How often do you talk to ChatGPT? A few times a week? Every day?
“Everyone uses AI for everything now. It’s really taking over,” Kayla Chege told AP News. She’s a 15-year-old high school student in Kansas.
More than seven in every 10 U.S. teens have talked to a chatbot — tech that uses generative AI to converse. Short conversations with AI can be helpful or entertaining. A bot can act like a friend who’s always there to listen and support you. But this tech wasn’t designed for young people. And sometimes, things go wrong. Very, very wrong.
In 2025, teen Adam Raine died by suicide. His family alleges that his conversations with ChatGPT led to his death. (If you experience a crisis, always call, text or chat with the Suicide and Crisis Lifeline at 988. Or contact the Crisis Text Line by texting TALK to 741741).
Horrible tragedies catch people’s attention.
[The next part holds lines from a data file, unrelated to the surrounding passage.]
pub mod backend;
pub mod blocks;
pub mod capture;
pub mod pcm;
pub mod script;

pub use backend::{AudioCapture, AudioCaptureConfig, AudioCaptureFactory, AudioFrame, CaptureSource};
pub use blocks::FrameBlocker;
pub use capture::MicrophoneCapture;
pub use script::ScriptedCapture;
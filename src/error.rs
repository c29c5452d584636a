//! Error types for dictation sessions.

use thiserror::Error;

/// Result type for session operations.
pub type SessionResult<T> = Result<T, SessionError>;

/// Fatal session errors surfaced to the caller.
///
/// Non-fatal conditions (malformed transcript messages, backend-reported
/// errors, a single failed frame transmission) are logged and never surface
/// here.
#[derive(Error, Debug)]
pub enum SessionError {
    /// Microphone could not be acquired (no device, or access refused).
    /// The caller should instruct the user to enable microphone access.
    #[error("microphone unavailable or permission denied: {0}")]
    PermissionDenied(String),

    /// The streaming transcription connection could not be opened.
    #[error("transcription stream connection failed: {0}")]
    Connection(String),

    /// A session is already connecting or streaming on this control.
    #[error("a dictation session is already active")]
    AlreadyActive,
}
//! PCM sample conversion helpers.

/// Convert float samples in [-1, 1] to 16-bit signed integers.
///
/// Samples are clamped to the valid range before scaling so clipped input
/// saturates instead of wrapping.
pub fn f32_to_i16(samples: &[f32]) -> Vec<i16> {
    samples
        .iter()
        .map(|&s| (s.clamp(-1.0, 1.0) * i16::MAX as f32) as i16)
        .collect()
}

/// Encode samples as 16-bit little-endian PCM bytes for transmission.
pub fn to_le_bytes(samples: &[i16]) -> Vec<u8> {
    let mut bytes = Vec::with_capacity(samples.len() * 2);
    for &sample in samples {
        bytes.extend_from_slice(&sample.to_le_bytes());
    }
    bytes
}

/// Mix interleaved multi-channel float samples down to mono by summing the
/// channels and saturating to [-1, 1]. No division, to preserve volume.
pub fn mix_to_mono(samples: &[f32], channels: u16) -> Vec<f32> {
    if channels <= 1 {
        return samples.to_vec();
    }

    let channels = channels as usize;
    let mut mono = Vec::with_capacity(samples.len() / channels);
    for frame in samples.chunks_exact(channels) {
        let sum: f32 = frame.iter().sum();
        mono.push(sum.clamp(-1.0, 1.0));
    }
    mono
}

/// Downsample by decimation: take every Nth sample.
///
/// Upsampling is not supported; input at or below the target rate is
/// returned unchanged.
pub fn decimate(samples: Vec<f32>, input_rate: u32, target_rate: u32) -> Vec<f32> {
    if input_rate <= target_rate || target_rate == 0 {
        return samples;
    }

    let ratio = (input_rate / target_rate) as usize;
    if ratio <= 1 {
        return samples;
    }

    samples.into_iter().step_by(ratio).collect()
}
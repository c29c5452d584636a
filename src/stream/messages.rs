use serde::{Deserialize, Serialize};

/// Inbound message from the transcription backend.
///
/// Each message carries either a transcript fragment or an error
/// description. Messages with neither field are ignored.
#[derive(Debug, Serialize, Deserialize)]
pub struct TranscriptMessage {
    #[serde(default, skip_serializing_if = "Option::is_none")]
    pub text: Option<String>,
    #[serde(default, skip_serializing_if = "Option::is_none")]
    pub error: Option<String>,
}
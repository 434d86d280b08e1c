use anyhow::Context;
use chrono::Utc;
use clap::{Parser, Subcommand};
use habr_search_core::render::{
    render_comparison, render_empty_state, render_ml_status, render_results, render_stats,
};
use habr_search_core::{
    ClientConfig, HttpSearchClient, Intent, SearchApi, SearchCoordinator, SearchOutcome,
    SearchSession, DEFAULT_BASE_URL,
};
use std::sync::Arc;
use std::time::Duration;
use tokio::io::{AsyncBufReadExt, BufReader};
use tracing::info;
use tracing_subscriber::{fmt, prelude::*, EnvFilter};

#[derive(Parser)]
#[command(name = "habr-search", version)]
struct Cli {
    #[command(subcommand)]
    command: Command,

    /// Search API prefix
    #[arg(long, env = "HABR_SEARCH_URL", default_value = DEFAULT_BASE_URL)]
    api_url: String,

    /// Number of results requested per pipeline.
    #[arg(long, env = "HABR_SEARCH_LIMIT", default_value = "10")]
    limit: usize,

    /// Per-request timeout in seconds. Unset means no client-side timeout.
    #[arg(long, env = "HABR_SEARCH_TIMEOUT_SECS")]
    timeout_secs: Option<u64>,
}

#[derive(Subcommand)]
enum Command {
    /// Print collection statistics.
    Stats,
    /// Run one search and print the ranked list.
    Search {
        /// Search query
        #[arg(long)]
        query: String,
        /// Also fetch the BM25 baseline and print both rankings side by side.
        #[arg(long, default_value_t = false)]
        compare: bool,
    },
    /// Print the ranking model status.
    MlStatus,
    /// Read queries from stdin; lines starting with ':' are commands.
    Interactive,
}

impl Cli {
    fn client_config(&self) -> ClientConfig {
        ClientConfig::new(&self.api_url)
            .with_result_limit(self.limit)
            .with_timeout(self.timeout_secs.map(Duration::from_secs))
    }
}

#[tokio::main]
async fn main() -> anyhow::Result<()> {
    let app_version = env!("CARGO_PKG_VERSION");

    tracing_subscriber::registry()
        .with(EnvFilter::from_default_env())
        .with(fmt::layer().with_writer(std::io::stderr))
        .init();

    let cli = Cli::parse();
    let config = cli.client_config();
    let api = Arc::new(
        HttpSearchClient::new(&config)
            .with_context(|| format!("invalid api url {}", config.base_url))?,
    );

    info!(
        version = app_version,
        api_url = %api.base_url(),
        started_at = %Utc::now().to_rfc3339(),
        "habr-search boot"
    );

    match cli.command {
        Command::Stats => {
            let stats = api.fetch_stats().await.context("loading statistics")?;
            println!("{}", render_stats(&stats));
            if !stats.top_hubs.is_empty() {
                println!();
                for hub in stats.top_hubs {
                    println!("  {:<32} {}", hub.hub, hub.count);
                }
            }
        }
        Command::Search { query, compare } => {
            let coordinator = SearchCoordinator::new(api, config.result_limit);
            if coordinator.run_search(&query, compare).await == SearchOutcome::Skipped {
                anyhow::bail!("query is empty");
            }

            let state = coordinator.state();
            if let Some(error) = state.error {
                anyhow::bail!(error);
            }

            let query = state
                .query
                .as_ref()
                .map(|query| query.as_str())
                .unwrap_or_default();
            match &state.comparison {
                Some(comparison) => println!("{}", render_comparison(query, comparison, false)),
                None if state.results.is_empty() => println!("{}", render_empty_state()),
                None => println!("{}", render_results(query, &state.results, false)),
            }
        }
        Command::MlStatus => {
            let status = api.ml_status().await.context("loading ml model status")?;
            println!("{}", render_ml_status(&status));
        }
        Command::Interactive => run_interactive(api, config.result_limit).await?,
    }

    Ok(())
}

enum Line {
    Intent(Intent),
    Help,
    Quit,
    Unknown(String),
}

fn parse_line(line: &str) -> Option<Line> {
    let trimmed = line.trim();
    if trimmed.is_empty() {
        return None;
    }
    let Some(command) = trimmed.strip_prefix(':') else {
        return Some(Line::Intent(Intent::Submit(trimmed.to_string())));
    };

    let mut parts = command.split_whitespace();
    let parsed = match (parts.next(), parts.next()) {
        (Some("compare"), Some("on")) => Line::Intent(Intent::SetCompare(true)),
        (Some("compare"), Some("off")) => Line::Intent(Intent::SetCompare(false)),
        (Some("compare"), None) => Line::Intent(Intent::ToggleCompare),
        (Some("refresh"), None) => Line::Intent(Intent::RefreshStats),
        (Some("dismiss"), None) => Line::Intent(Intent::DismissError),
        (Some("clear"), None) => Line::Intent(Intent::Clear),
        (Some("help"), None) => Line::Help,
        (Some("quit" | "q"), None) => Line::Quit,
        _ => Line::Unknown(trimmed.to_string()),
    };
    Some(parsed)
}

const HELP: &str = "\
<text>          search
:compare        toggle comparison with the BM25 baseline
:compare on|off set comparison mode
:refresh        reload statistics
:dismiss        hide the current error
:clear          reset results
:quit           exit";

async fn run_interactive(api: Arc<HttpSearchClient>, limit: usize) -> anyhow::Result<()> {
    let mut session = SearchSession::start(api, limit).await;
    println!("{}", session.render());
    println!("\n(type :help for commands)");

    let mut lines = BufReader::new(tokio::io::stdin()).lines();
    while let Some(line) = lines.next_line().await? {
        match parse_line(&line) {
            None => continue,
            Some(Line::Quit) => break,
            Some(Line::Help) => {
                println!("{HELP}");
                continue;
            }
            Some(Line::Unknown(raw)) => {
                println!("unknown command: {raw}");
                continue;
            }
            Some(Line::Intent(intent)) => {
                session.dispatch(intent).await;
            }
        }

        let mode = if session.compare() { "compare" } else { "ranked" };
        println!("\n[{mode}]\n{}", session.render());
    }

    Ok(())
}
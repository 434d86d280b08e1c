//! Plain-text rendering of the stats panel, result lists and comparison
//! columns. Everything returns a `String` so the CLI decides where it goes.

use crate::{ComparisonResult, MlModelStatus, Pipeline, SearchResult, StatsSummary};

const KIB: f64 = 1024.0;
const MIB: f64 = 1024.0 * 1024.0;
const COMPACT_TAG_LIMIT: usize = 3;

pub const EMPTY_STATE_TITLE: &str = "Start searching";
pub const NO_RESULTS: &str = "No results";
pub const LOADING_MARKER: &str = "[searching...]";

#[derive(Debug, Clone, Copy, PartialEq, Eq)]
pub enum CardStyle {
    /// Single result list: all scores and every tag.
    Full,
    /// One column of the comparison view.
    Compact(Pipeline),
}

/// `1234567` -> `1,234,567`.
pub fn format_count(value: u64) -> String {
    let digits = value.to_string();
    let mut grouped = String::with_capacity(digits.len() + digits.len() / 3);
    for (index, digit) in digits.chars().enumerate() {
        if index > 0 && (digits.len() - index) % 3 == 0 {
            grouped.push(',');
        }
        grouped.push(digit);
    }
    grouped
}

pub fn format_index_size(bytes: u64) -> String {
    if bytes == 0 {
        return "0 KB".to_string();
    }
    let mb = bytes as f64 / MIB;
    if mb > 1.0 {
        format!("{mb:.1} MB")
    } else {
        format!("{:.1} KB", bytes as f64 / KIB)
    }
}

pub fn render_stats(stats: &StatsSummary) -> String {
    let average = stats.avg_views.max(0.0).round() as u64;
    [
        format!("Total articles: {}", format_count(stats.total_articles)),
        format!("Total views:    {}", format_count(stats.total_views)),
        format!("Average views:  {}", format_count(average)),
        format!("Index size:     {}", format_index_size(stats.es_index_size)),
    ]
    .join("\n")
}

pub fn render_card(result: &SearchResult, index: usize, style: CardStyle) -> String {
    let position = index + 1;
    let badge = match style {
        CardStyle::Full => format!("#{position}"),
        CardStyle::Compact(pipeline) => format!("{} #{position}", pipeline.label()),
    };
    let score_label = match style {
        CardStyle::Full => "Score",
        CardStyle::Compact(pipeline) => pipeline.label(),
    };

    let mut lines = vec![
        format!("{badge} {}", result.title),
        format!("  {}", result.url),
        format!(
            "  views={} comments={} {score_label}: {:.2}",
            format_count(result.views),
            format_count(result.comments_count),
            result.display_score()
        ),
    ];

    if style == CardStyle::Full {
        lines.push(format!(
            "  ML Score: {:.4}  BM25 Score: {:.4}",
            result.ml_score, result.bm25_score
        ));
    }

    if let Some(tags) = render_tags(&result.tags, style) {
        lines.push(format!("  tags: {tags}"));
    }

    lines.join("\n")
}

fn render_tags(tags: &[String], style: CardStyle) -> Option<String> {
    if tags.is_empty() {
        return None;
    }
    if style == CardStyle::Full || tags.len() <= COMPACT_TAG_LIMIT {
        return Some(tags.join(", "));
    }
    Some(format!(
        "{} +{}",
        tags[..COMPACT_TAG_LIMIT].join(", "),
        tags.len() - COMPACT_TAG_LIMIT
    ))
}

pub fn render_results(query: &str, results: &[SearchResult], loading: bool) -> String {
    let mut sections = vec![format!(
        "Results for \"{query}\" ({} found)",
        results.len()
    )];
    if loading {
        sections.push(LOADING_MARKER.to_string());
    }
    sections.extend(
        results
            .iter()
            .enumerate()
            .map(|(index, result)| render_card(result, index, CardStyle::Full)),
    );
    sections.join("\n\n")
}

pub fn render_comparison(query: &str, comparison: &ComparisonResult, loading: bool) -> String {
    let mut sections = vec![format!(
        "Comparison for \"{query}\" (ML: {} | BM25: {})",
        comparison.ml.len(),
        comparison.bm25.len()
    )];
    if loading {
        sections.push(LOADING_MARKER.to_string());
    }
    sections.push(render_column(Pipeline::Ml, &comparison.ml));
    sections.push(render_column(Pipeline::Bm25, &comparison.bm25));
    sections.join("\n\n")
}

fn render_column(pipeline: Pipeline, results: &[SearchResult]) -> String {
    let heading = match pipeline {
        Pipeline::Ml => "== ML ranking ==",
        Pipeline::Bm25 => "== BM25 search ==",
    };
    if results.is_empty() {
        return format!("{heading}\n{NO_RESULTS}");
    }

    let cards = results
        .iter()
        .enumerate()
        .map(|(index, result)| render_card(result, index, CardStyle::Compact(pipeline)))
        .collect::<Vec<_>>()
        .join("\n");
    format!("{heading}\n{cards}")
}

pub fn render_empty_state() -> String {
    format!(
        "{EMPTY_STATE_TITLE}\nEnter a query to search Habr articles. Candidates are retrieved with BM25 and re-ranked by an ML model."
    )
}

pub fn render_error(message: &str) -> String {
    format!("error: {message}")
}

pub fn render_ml_status(status: &MlModelStatus) -> String {
    let mut lines = vec![
        format!("status: {}", status.status),
        format!("model_loaded: {}", status.model_loaded),
        format!("tfidf_loaded: {}", status.tfidf_loaded),
        format!("features_count: {}", status.features_count),
    ];
    if !status.feature_columns.is_empty() {
        lines.push(format!("feature_columns: {}", status.feature_columns.join(", ")));
    }
    lines.join("\n")
}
But chatbots can also inflict harms that are much less obvious.
Amanda Guinzburg is a professional writer based in New York City. In June, she asked ChatGPT to help her polish up a letter. She was going to send it to agents she hoped might represent her work. ChatGPT offered to help her choose which sample of her writing to include with the letter.
Guinzburg pasted a link to one of her essays. Then another. ChatGPT gushed about her writing, praising it highly. But something about the responses “struck me as odd,” Guinzburg recalls. It seemed as if the chatbot wasn’t reading her work.
When she confronted the bot, it admitted it had lied. “I didn’t read the piece, and I pretended I had. … That was wrong,” the bot wrote. In fact, the version of ChatGPT she was using couldn’t open and follow most links. But it never shared that limitation with Guinzburg. Even after its apology, it kept acting as if it had read her essays.
She learned an important lesson about the chatbot: “It’s designed less to help you than it is to keep you engaged.” She posted the entire bizarre interaction on her Substack, Everything is a Wave. She hopes it will warn others about the risk in trusting chatbots.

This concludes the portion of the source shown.